The Pioneer Woman Finally Has Good News About Her Husband And Nephew

To say that Ree Drummond, The Pioneer Woman, has had a trying 2021 thus far could be considered a huge understatement. After battling what she said was the eleventh fire wildfire they have been hit with since November, a freak accident involving fire trucks sent her nephew Caleb into intensive care. And while early reports had indicated that her husband Ladd was fine and had refused onsite medical attention, reports that he had suffered no injuries turned out to be greatly exaggerated, because Ladd decided to drive himself to the hospital to get checked, and it was discovered that he had broken his neck in two places.

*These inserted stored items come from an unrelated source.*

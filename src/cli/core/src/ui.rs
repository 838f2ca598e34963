/* src/cli/core/src/ui.rs */

// Status output goes to stderr so stdout stays free for rendered HTML.
#![allow(clippy::print_stderr)]

pub const RESET: &str = "\x1b[0m";
pub const DIM: &str = "\x1b[2m";
pub const BOLD: &str = "\x1b[1m";
pub const RED: &str = "\x1b[31m";
pub const GREEN: &str = "\x1b[32m";
pub const YELLOW: &str = "\x1b[33m";
pub const CYAN: &str = "\x1b[36m";

pub fn banner(title: &str, subtitle: Option<&str>) {
  eprintln!();
  match subtitle {
    Some(sub) => eprintln!("  {BOLD}{CYAN}mirror {title}{RESET} {DIM}{sub}{RESET}"),
    None => eprintln!("  {BOLD}{CYAN}mirror {title}{RESET}"),
  }
  eprintln!();
}

pub fn step(n: usize, total: usize, msg: &str) {
  eprintln!("  {DIM}[{n}/{total}]{RESET} {msg}");
}

pub fn detail(msg: &str) {
  eprintln!("        {msg}");
}

pub fn detail_ok(msg: &str) {
  eprintln!("        {GREEN}✓{RESET} {msg}");
}

pub fn warn(msg: &str) {
  eprintln!("        {YELLOW}warning{RESET}: {msg}");
}

pub fn error(msg: &str) {
  eprintln!("  {RED}error{RESET}: {msg}");
}

pub fn blank() {
  eprintln!();
}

We can hear the frustration and anxiety Drummond must have experienced as she shared her frustration. "Have I mentioned cowboys don't like to admit when they're hurt?" she wrote (via The Pioneer Woman). "Ladd was transferred to Tulsa and had surgery to stabilize one of the fractures. Thanks to some rods and other hardware (and an amazing neurosurgeon named Dr. Kalani), it's fixed now and that danger is over."  

The Pioneer Woman's husband and nephew are now resting at home

Ree also provided an update on her nephew Caleb, whose injuries were listed as critical at the time. She notes that "Caleb broke some ribs, had a pretty bad concussion, and a few other injuries that will heal," but that he has since returned home and is recovering well (via The Pioneer Woman)

Thankfully, the Drummonds appear to be doing fine because, after the accident, Ree shared photos of the trucks, both of which appear totaled. The Highway Patrol had said at the time that the accident was a result of strong winds on a gravel road, as well as poor visibility (via Fox23). "Rather than wish the accident didn't happen, I'm gonna live in a state of gratitude – not just for the guys being okay, but also for the love, kindness, and prayers of so many of you," Ree wrote.

While California's wildfires tend to take up headlines, far less is said about the wildfires that strike Oklahoma when it is particularly dry and windy, with the month of March seeing the largest amount of land burned on average. In 2020, CNN reported at least 30 wildfires torched over 30,000 acres across the state in one weekend alone.